Il fallait absolument qu’il reste à proximité de la brute qui le précédait pour pouvoir profiter de la faible lumière de sa lampe. Alors, il se relevait le plus vite possible, retombant parfois sur son bras douloureux, emplissant l’échancrure de son manteau de neige fraiche, le souffle de plus en plus court, la sueur glacée de plus en plus poisseuse sous sa chemise. Il maudissait Gisèle qui l’avait mis en retard, il maudissait son patron et ses réunions qui ne servaient à rien, sa valise qui se prenait dans ses jambes, la neige qui n’arrêtait pas de tomber, sa voiture, pas fichue de tenir la route dès que ça glissait un peu, les camionneurs — des voyous ceux-là — mais surtout, il maudissait son guide qui le menait à un train d’enfer.

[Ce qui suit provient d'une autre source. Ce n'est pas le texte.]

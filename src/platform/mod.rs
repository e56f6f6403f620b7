// Platform-specific collaborators for the group monitor

pub mod connections;
pub mod disk_io;
pub mod gpu;
pub mod process;
pub mod system_info;
#[cfg(windows)]
pub mod windows;

// Re-exports para imports limpios
pub use connections::NetstatConnectionSource;
pub use disk_io::SysinfoDiskIoSource;
pub use gpu::{default_sensor_backend, ChainedSensorBackend};
pub use process::SysinfoProcessSource;
pub use system_info::SysinfoSystemInfoSource;

use crate::core::group_monitor::Collaborators;

/// Collaborators reading the host's process table, sockets and sensors
pub fn platform_collaborators() -> Collaborators {
    Collaborators {
        processes: Box::new(SysinfoProcessSource::new()),
        disk_io: Box::new(SysinfoDiskIoSource::new()),
        connections: Box::new(NetstatConnectionSource::new()),
        sensors: default_sensor_backend(),
        system_info: Box::new(SysinfoSystemInfoSource::new()),
    }
}
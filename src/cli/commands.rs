//! Subcommand handlers for listen, list-cameras and config actions.

use std::io::Write;
use std::path::{Path, PathBuf};
use std::sync::atomic::{AtomicBool, AtomicUsize, Ordering};
use std::sync::Arc;
use std::time::Duration;
use thiserror::Error;

use super::args::{ConfigAction, ListenArgs};
use crate::camera::{SessionState, ZbarcamEngine};
use crate::config::{Config, ConfigError, DEFAULT_CONFIG_TOML};
use crate::devices::{discover, platform_devices, MediaDevices};
use crate::feedback::{FeedbackEmitter, FfplayAudio};
use crate::scanner::UnifiedScanner;
use crate::unifier::{ScanObserver, ScanStatus};
use crate::wedge::GlobalCapture;

/// How often `listen` checks for Ctrl+C and re-arms the camera.
const POLL_INTERVAL: Duration = Duration::from_millis(100);

static CTRLC_RECEIVED: AtomicBool = AtomicBool::new(false);

/// Errors surfaced by subcommands.
#[derive(Debug, Error)]
pub enum CommandError {
    #[error("Config file already exists: {}", .0.display())]
    ConfigExists(PathBuf),
    #[error("Failed to write '{}': {source}", path.display())]
    Write {
        path: PathBuf,
        source: std::io::Error,
    },
    #[error(transparent)]
    Config(#[from] ConfigError),
    #[error("Failed to install Ctrl+C handler: {0}")]
    CtrlC(#[from] ctrlc::Error),
    #[error("{0}")]
    Discovery(String),
}

/// Check if Ctrl+C was received.
pub fn ctrlc_received() -> bool {
    CTRLC_RECEIVED.load(Ordering::SeqCst)
}

/// Set up the Ctrl+C handler. Call once, before `listen`.
pub fn setup_ctrlc_handler() -> Result<(), ctrlc::Error> {
    ctrlc::set_handler(move || {
        CTRLC_RECEIVED.store(true, Ordering::SeqCst);
        eprintln!("\nReceived Ctrl+C, shutting down...");
    })
}

/// Prints each completed scan on stdout, one code per line.
#[derive(Debug, Default)]
pub struct PrintObserver {
    scans: AtomicUsize,
    camera_failed: AtomicBool,
}

impl PrintObserver {
    pub fn scan_count(&self) -> usize {
        self.scans.load(Ordering::SeqCst)
    }

    /// True once any error has been reported since the last clear.
    pub fn has_failed(&self) -> bool {
        self.camera_failed.load(Ordering::SeqCst)
    }
}

impl ScanObserver for PrintObserver {
    fn on_scan_completed(&self, code: &str) {
        self.scans.fetch_add(1, Ordering::SeqCst);
        let mut stdout = std::io::stdout().lock();
        let _ = writeln!(stdout, "{}", code);
        let _ = stdout.flush();
    }

    fn on_status_changed(&self, status: ScanStatus) {
        log::info!("scanner status: {:?}", status);
    }

    fn on_error(&self, message: Option<&str>) {
        match message {
            Some(message) => {
                self.camera_failed.store(true, Ordering::SeqCst);
                eprintln!("Error: {}", message);
            }
            None => self.camera_failed.store(false, Ordering::SeqCst),
        }
    }
}

/// Run the scanner until Ctrl+C.
///
/// Keyboard-wedge scans work without a camera. With `--camera` the camera is
/// re-armed after every decode until it reports an error.
pub async fn listen(options: &ListenArgs, mut config: Config) -> Result<(), CommandError> {
    if let Some(device) = &options.device {
        config.camera.device = Some(device.clone());
    }
    let requested_device = config.camera.device.clone();

    let feedback =
        FeedbackEmitter::new(config.feedback.clone()).with_audio(FfplayAudio::factory());
    let observer = Arc::new(PrintObserver::default());
    let mut scanner = UnifiedScanner::new(
        config,
        observer.clone(),
        ZbarcamEngine::factory(),
        feedback,
    );
    if options.no_auto_detect {
        scanner.set_auto_detect(false);
    }

    let media = platform_devices();
    let enumeration = scanner.mount(media.as_ref(), Arc::new(GlobalCapture)).await;
    log::info!("found {} camera(s)", enumeration.devices.len());
    if let Some(requested) = requested_device {
        if scanner.selected_device() != Some(requested.as_str()) {
            log::warn!("Camera '{}' not found, using the default camera", requested);
        }
    }

    if scanner.auto_detect() {
        if let Err(e) = scanner.attach_global_keyboard() {
            log::warn!("Keyboard-wedge capture unavailable: {}", e);
        }
    }

    if options.camera {
        if let Some(device) = scanner.selected_device() {
            eprintln!("Scanning with camera {}", device);
        }
        let _ = scanner.start_camera().await;
    }

    eprintln!("Listening for scans. Press Ctrl+C to quit.");
    let mut poll = tokio::time::interval(POLL_INTERVAL);
    poll.set_missed_tick_behavior(tokio::time::MissedTickBehavior::Skip);
    while !ctrlc_received() {
        poll.tick().await;
        if options.camera && scanner.camera_state() == SessionState::Idle && !observer.has_failed()
        {
            let _ = scanner.start_camera().await;
        }
    }

    scanner.unmount().await;
    log::info!("{} scan(s) completed", observer.scan_count());
    Ok(())
}

/// List available cameras and print them to stdout.
pub async fn list_cameras(media: &dyn MediaDevices) -> Result<(), CommandError> {
    let enumeration = discover(media).await;
    if let Some(message) = enumeration.error {
        if enumeration.devices.is_empty() && message != "No cameras detected." {
            return Err(CommandError::Discovery(message));
        }
        println!("No cameras found.");
        println!();
        println!("Make sure your camera is connected and permissions are granted.");
        return Ok(());
    }

    println!("Available cameras:");
    for device in &enumeration.devices {
        let marker = if enumeration.default_device.as_deref() == Some(device.id.as_str()) {
            " (default)"
        } else {
            ""
        };
        println!("  {}  {}{}", device.id, device, marker);
    }
    println!();
    println!("Use --device <id> to select a camera.");
    Ok(())
}

/// Convenience wrapper used by `main` for the current platform.
pub async fn list_platform_cameras() -> Result<(), CommandError> {
    let media = platform_devices();
    list_cameras(media.as_ref()).await
}

/// Human-readable summary of the effective configuration.
pub fn describe_config(config: &Config, config_path: &Path) -> String {
    let yes_no = |b: bool| if b { "yes" } else { "no" };
    let w = &config.wedge;
    let c = &config.camera;
    let f = &config.feedback;

    let mut out = String::from("Current configuration:\n");
    out.push_str(&format!("  Auto-detect wedge scanners: {}\n", yes_no(w.enabled)));
    out.push_str(&format!(
        "  Wedge timing: gap {}ms, length {}..={}, window max({}ms, {}ms/char)\n",
        w.inter_char_gap_ms, w.min_length, w.max_length, w.min_window_ms, w.per_char_budget_ms
    ));
    out.push_str(&format!(
        "  Camera: {} at {} fps\n",
        c.device.as_deref().unwrap_or("default"),
        c.fps
    ));
    match c.start_timeout_ms {
        Some(ms) => out.push_str(&format!("  Camera start timeout: {}ms\n", ms)),
        None => out.push_str("  Camera start timeout: none\n"),
    }
    out.push_str(&format!(
        "  Vibrate: {} ({}ms)\n",
        yes_no(f.vibrate),
        f.vibrate_ms
    ));
    out.push_str(&format!(
        "  Tone: {} ({}Hz, {}ms, gain {})\n",
        yes_no(f.tone),
        f.tone_frequency_hz,
        f.tone_duration_ms,
        f.tone_gain
    ));
    out.push_str(&format!(
        "  Refocus interval: {}ms\n",
        config.focus.refocus_interval_ms
    ));
    out.push_str(&format!(
        "  Exclusive channels: {}\n",
        yes_no(config.scanner.exclusive_channels)
    ));
    out.push('\n');

    let status = if config_path.exists() { "exists" } else { "not found" };
    out.push_str(&format!("Config file: {} ({})\n", config_path.display(), status));
    out
}

/// Write the commented default config to `config_path`. Never overwrites.
pub fn init_config(config_path: &Path) -> Result<(), CommandError> {
    if config_path.exists() {
        return Err(CommandError::ConfigExists(config_path.to_path_buf()));
    }

    if let Some(parent) = config_path.parent() {
        std::fs::create_dir_all(parent).map_err(|e| CommandError::Write {
            path: parent.to_path_buf(),
            source: e,
        })?;
    }

    std::fs::write(config_path, DEFAULT_CONFIG_TOML).map_err(|e| CommandError::Write {
        path: config_path.to_path_buf(),
        source: e,
    })
}

/// Handle config subcommand actions.
pub fn handle_config_action(action: ConfigAction, config_path: &Path) -> Result<(), CommandError> {
    match action {
        ConfigAction::Show => {
            let config = Config::load(Some(config_path))?;
            print!("{}", describe_config(&config, config_path));
        }
        ConfigAction::Init => {
            init_config(config_path)?;
            println!("Created config file: {}", config_path.display());
        }
    }
    Ok(())
}
//! Command-line interface definitions and helpers.
//!
//! This module contains CLI argument parsing and the subcommand handlers.

mod args;
mod commands;

pub use args::{Args, Command, ConfigAction, ListenArgs};
pub use commands::{
    ctrlc_received, describe_config, handle_config_action, init_config, list_cameras,
    list_platform_cameras, listen, setup_ctrlc_handler, CommandError, PrintObserver,
};
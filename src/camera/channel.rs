//! Lifecycle of the single active camera decoding session.

use std::sync::atomic::{AtomicBool, AtomicU64, Ordering};
use std::sync::{Arc, Mutex, MutexGuard};
use std::time::Duration;
use tokio::sync::mpsc::{self, UnboundedReceiver};

use super::engine::{DecodeEngine, EngineFactory};
use super::types::{
    CameraError, DecodeSettings, FrameOutcome, SessionState, TorchError, TorchState,
    CAMERA_STOPPED_MESSAGE, TORCH_UNSUPPORTED_MESSAGE,
};
use crate::config::CameraConfig;
use crate::unifier::{ScanSource, ScanStatus, ScanUnifier};

/// The one running decode engine and the device it is bound to.
struct ActiveSession {
    device_id: String,
    engine: Box<dyn DecodeEngine>,
    generation: u64,
    is_running: bool,
}

struct ChannelInner {
    engines: Arc<dyn EngineFactory>,
    unifier: Arc<ScanUnifier>,
    settings: DecodeSettings,
    start_timeout: Option<Duration>,
    /// Serializes start/stop/switch/torch; holding it means no other
    /// lifecycle operation is in flight.
    session: tokio::sync::Mutex<Option<ActiveSession>>,
    state: Mutex<SessionState>,
    torch: Mutex<TorchState>,
    /// Platform-level torch capability from device discovery
    torch_capable: AtomicBool,
    active_device: Mutex<Option<String>>,
    next_generation: AtomicU64,
    /// Generation of the session frames may complete; 0 when none
    active_generation: AtomicU64,
}

/// Camera-based scan channel.
///
/// Cheap to clone; clones share the same session. At most one decode engine
/// exists at any time: every start tears down the previous session first.
#[derive(Clone)]
pub struct OpticalChannel {
    inner: Arc<ChannelInner>,
}

impl std::fmt::Debug for OpticalChannel {
    fn fmt(&self, f: &mut std::fmt::Formatter<'_>) -> std::fmt::Result {
        f.debug_struct("OpticalChannel")
            .field("state", &self.state())
            .field("torch", &self.torch_state())
            .field("active_device", &self.active_device())
            .finish_non_exhaustive()
    }
}

impl OpticalChannel {
    pub fn new(
        engines: Arc<dyn EngineFactory>,
        unifier: Arc<ScanUnifier>,
        config: &CameraConfig,
    ) -> Self {
        Self {
            inner: Arc::new(ChannelInner {
                engines,
                unifier,
                settings: DecodeSettings::from(config),
                start_timeout: config.start_timeout(),
                session: tokio::sync::Mutex::new(None),
                state: Mutex::new(SessionState::Idle),
                torch: Mutex::new(TorchState::default()),
                torch_capable: AtomicBool::new(false),
                active_device: Mutex::new(None),
                next_generation: AtomicU64::new(0),
                active_generation: AtomicU64::new(0),
            }),
        }
    }

    pub fn state(&self) -> SessionState {
        *lock(&self.inner.state)
    }

    pub fn is_scanning(&self) -> bool {
        self.state() == SessionState::Scanning
    }

    pub fn torch_state(&self) -> TorchState {
        *lock(&self.inner.torch)
    }

    /// Device of the running session, if any.
    pub fn active_device(&self) -> Option<String> {
        lock(&self.inner.active_device).clone()
    }

    /// Record whether the platform can drive a torch at all.
    pub fn set_torch_capability(&self, supported: bool) {
        self.inner.torch_capable.store(supported, Ordering::SeqCst);
        let mut torch = lock(&self.inner.torch);
        torch.supported = supported;
        if !supported {
            torch.enabled = false;
        }
    }

    /// Start scanning on `device_id`, replacing any running session.
    ///
    /// Failures are reported to the observer, leave the channel `Idle`, and are
    /// also returned.
    pub async fn start(&self, device_id: &str) -> Result<(), CameraError> {
        let mut slot = self.inner.session.lock().await;
        self.start_locked(&mut slot, device_id).await
    }

    /// Stop scanning. Safe in any state; a stop issued during a start takes
    /// effect as soon as that start settles.
    pub async fn stop(&self) {
        let mut slot = self.inner.session.lock().await;
        self.teardown_locked(&mut slot).await;
    }

    /// Move to another camera. Resumes scanning only if a session was running.
    pub async fn switch_device(&self, device_id: &str) -> Result<(), CameraError> {
        let mut slot = self.inner.session.lock().await;
        let was_scanning = slot.is_some();
        self.teardown_locked(&mut slot).await;
        if was_scanning {
            self.start_locked(&mut slot, device_id).await
        } else {
            Ok(())
        }
    }

    /// Flip the flashlight of the running session.
    ///
    /// A no-op returning the unchanged state when the torch is unsupported or
    /// nothing is running. A missing video track revokes torch support for the
    /// session without stopping the scan.
    pub async fn toggle_torch(&self) -> Result<TorchState, CameraError> {
        let current = self.torch_state();
        if !current.supported {
            return Ok(current);
        }

        let slot = self.inner.session.lock().await;
        let torch = match slot.as_ref() {
            None => return Ok(current),
            Some(session) => session.engine.torch(),
        };

        let next = !current.enabled;
        let outcome = match torch {
            Some(torch) if torch.is_supported() => torch.set(next).await,
            Some(_) => Err(TorchError::Unsupported),
            None => Err(TorchError::TrackNotFound),
        };
        drop(slot);

        match outcome {
            Ok(()) => {
                lock(&self.inner.torch).enabled = next;
                Ok(self.torch_state())
            }
            Err(e) if e.revokes_support() => {
                log::warn!("Torch toggle failed: {}", e);
                *lock(&self.inner.torch) = TorchState {
                    supported: false,
                    enabled: false,
                };
                self.inner
                    .unifier
                    .observer()
                    .on_error(Some(TORCH_UNSUPPORTED_MESSAGE));
                Err(CameraError::Torch(e))
            }
            Err(e) => {
                log::warn!("Torch toggle failed: {}", e);
                Err(CameraError::Torch(e))
            }
        }
    }

    async fn start_locked(
        &self,
        slot: &mut Option<ActiveSession>,
        device_id: &str,
    ) -> Result<(), CameraError> {
        self.teardown_locked(slot).await;

        let observer = self.inner.unifier.observer().clone();
        self.set_state(SessionState::Starting);
        *lock(&self.inner.torch) = TorchState {
            supported: self.inner.torch_capable.load(Ordering::SeqCst),
            enabled: false,
        };
        observer.on_status_changed(ScanStatus::Scanning);

        let generation = self.inner.next_generation.fetch_add(1, Ordering::SeqCst) + 1;
        let (frames_tx, frames_rx) = mpsc::unbounded_channel();
        let mut engine = self.inner.engines.create();

        let result = {
            let attach = engine.start(device_id, &self.inner.settings, frames_tx);
            match self.inner.start_timeout {
                Some(limit) => tokio::time::timeout(limit, attach)
                    .await
                    .unwrap_or(Err(CameraError::StartTimedOut(limit))),
                None => attach.await,
            }
        };

        match result {
            Ok(()) => {
                *slot = Some(ActiveSession {
                    device_id: device_id.to_string(),
                    engine,
                    generation,
                    is_running: true,
                });
                *lock(&self.inner.active_device) = Some(device_id.to_string());
                self.inner
                    .active_generation
                    .store(generation, Ordering::SeqCst);
                self.inner.unifier.set_camera_armed(true);
                self.set_state(SessionState::Scanning);
                tokio::spawn(pump_frames(self.clone(), generation, frames_rx));
                log::debug!("camera session {} scanning on {}", generation, device_id);
                Ok(())
            }
            Err(e) => {
                log::error!("Failed to start camera scanner: {}", e);
                self.set_state(SessionState::Error);
                observer.on_error(Some(&e.to_string()));

                self.set_state(SessionState::Stopping);
                if let Err(stop_err) = engine.stop().await {
                    log::warn!("Failed to stop camera scanner: {}", stop_err);
                }
                engine.clear();
                lock(&self.inner.torch).enabled = false;
                self.set_state(SessionState::Idle);
                observer.on_status_changed(ScanStatus::Idle);
                Err(e)
            }
        }
    }

    async fn teardown_locked(&self, slot: &mut Option<ActiveSession>) {
        let Some(mut session) = slot.take() else {
            return;
        };

        self.set_state(SessionState::Stopping);
        self.inner.active_generation.store(0, Ordering::SeqCst);
        self.inner.unifier.set_camera_armed(false);

        if session.is_running {
            if let Err(e) = session.engine.stop().await {
                log::warn!("Failed to stop camera scanner: {}", e);
            }
            session.is_running = false;
        }
        session.engine.clear();
        log::debug!(
            "camera session {} on {} released",
            session.generation,
            session.device_id
        );
        drop(session);

        lock(&self.inner.torch).enabled = false;
        *lock(&self.inner.active_device) = None;
        self.set_state(SessionState::Idle);
        self.inner
            .unifier
            .observer()
            .on_status_changed(ScanStatus::Idle);
    }

    /// Stop only if `generation` is still the running session, reporting
    /// `error` first when given.
    async fn stop_generation(&self, generation: u64, error: Option<&str>) {
        let mut slot = self.inner.session.lock().await;
        if slot.as_ref().is_some_and(|s| s.generation == generation) {
            if let Some(message) = error {
                self.inner.unifier.observer().on_error(Some(message));
            }
            self.teardown_locked(&mut slot).await;
        }
    }

    fn is_current(&self, generation: u64) -> bool {
        self.inner.active_generation.load(Ordering::SeqCst) == generation
    }

    fn set_state(&self, state: SessionState) {
        let mut current = lock(&self.inner.state);
        if *current != state {
            log::debug!("camera: {} -> {}", *current, state);
            *current = state;
        }
    }
}

/// Consume frames of one session. The first non-blank decode completes the
/// scan and ends the session; decoding is single-shot.
///
/// A stream that closes while the session is still current means the engine
/// died underneath it (device unplugged, access revoked, process exited).
async fn pump_frames(
    channel: OpticalChannel,
    generation: u64,
    mut frames: UnboundedReceiver<FrameOutcome>,
) {
    loop {
        let Some(outcome) = frames.recv().await else {
            if channel.is_current(generation) {
                log::warn!("camera session {} lost its frame stream", generation);
                channel
                    .stop_generation(generation, Some(CAMERA_STOPPED_MESSAGE))
                    .await;
            }
            return;
        };
        let text = match outcome {
            FrameOutcome::NotFound => {
                log::trace!("camera: no code in frame");
                continue;
            }
            FrameOutcome::Decoded(text) => text,
        };
        if text.trim().is_empty() {
            continue;
        }
        if !channel.is_current(generation) {
            return;
        }

        channel
            .inner
            .unifier
            .complete_scan(&text, ScanSource::Camera);
        channel.stop_generation(generation, None).await;
        return;
    }
}

fn lock<T>(mutex: &Mutex<T>) -> MutexGuard<'_, T> {
    mutex.lock().unwrap_or_else(|poisoned| poisoned.into_inner())
}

Et puis, à un moment, les choses avaient paru s’arranger. C’était depuis qu’il avait décidé d’appeler le routier “Gustave“. Gustave ! Il ne savait ni quand ni pourquoi, mais ça lui était venu comme ça, sans réfléchir. Peut-être parce qu’il avait toujours trouvé ce prénom ridicule, hostile même. Pourtant, il ne connaissait aucun Gustave, il ne se souvenait d’aucun professeur détesté ni d’aucun camarade de classe tyrannique qui se soit prénommé Gustave. Mais sur l’instant, ce nom matérialisait très bien tout le mal qu’il pensait de ce gros costaud, ce gros con avec son gros camion, son gros anorak et ses grosses chaussures. Tout en le suivant péniblement dans la neige, courbé en avant, tête baissée, col relevé, alors qu’il achevait de lui adresser silencieusement une première salve d’injures et de malédictions : « sale type, pauvre mec, jeune crétin, ignare, poids-lourds de mes deux, ça te ferait mal de ralentir un peu, gros con… », il avait ajouté « Vas-donc, hé, Gustave ! » comme si le prénom lui-même était une insulte, et ça l’avait fait éclaté de rire. L’autre s’était retourné, l’éblouissant avec sa lampe :
« Quoi encore ? Qu’est-ce qu’il y a ? Pourquoi vous rigolez ?
­— Mais je ne rigole pas, je tousse. On a le droit de tousser quand même ! Dites, vous ne pourriez pas ralentir un peu, s’il vous plait ? Je me suis fait très mal au bras tout à l’heure…
— On n’a pas le temps. Faut se grouiller ! Et puis, mal au bras, ça empêche pas de marcher, je présume…  »
Et Gustave avait repris sa marche inexorable vers les lumières de la station.

Gustave, gros con ! gros con ! gros con !

Bernard le suivait en ricanant et ça lui faisait du bien.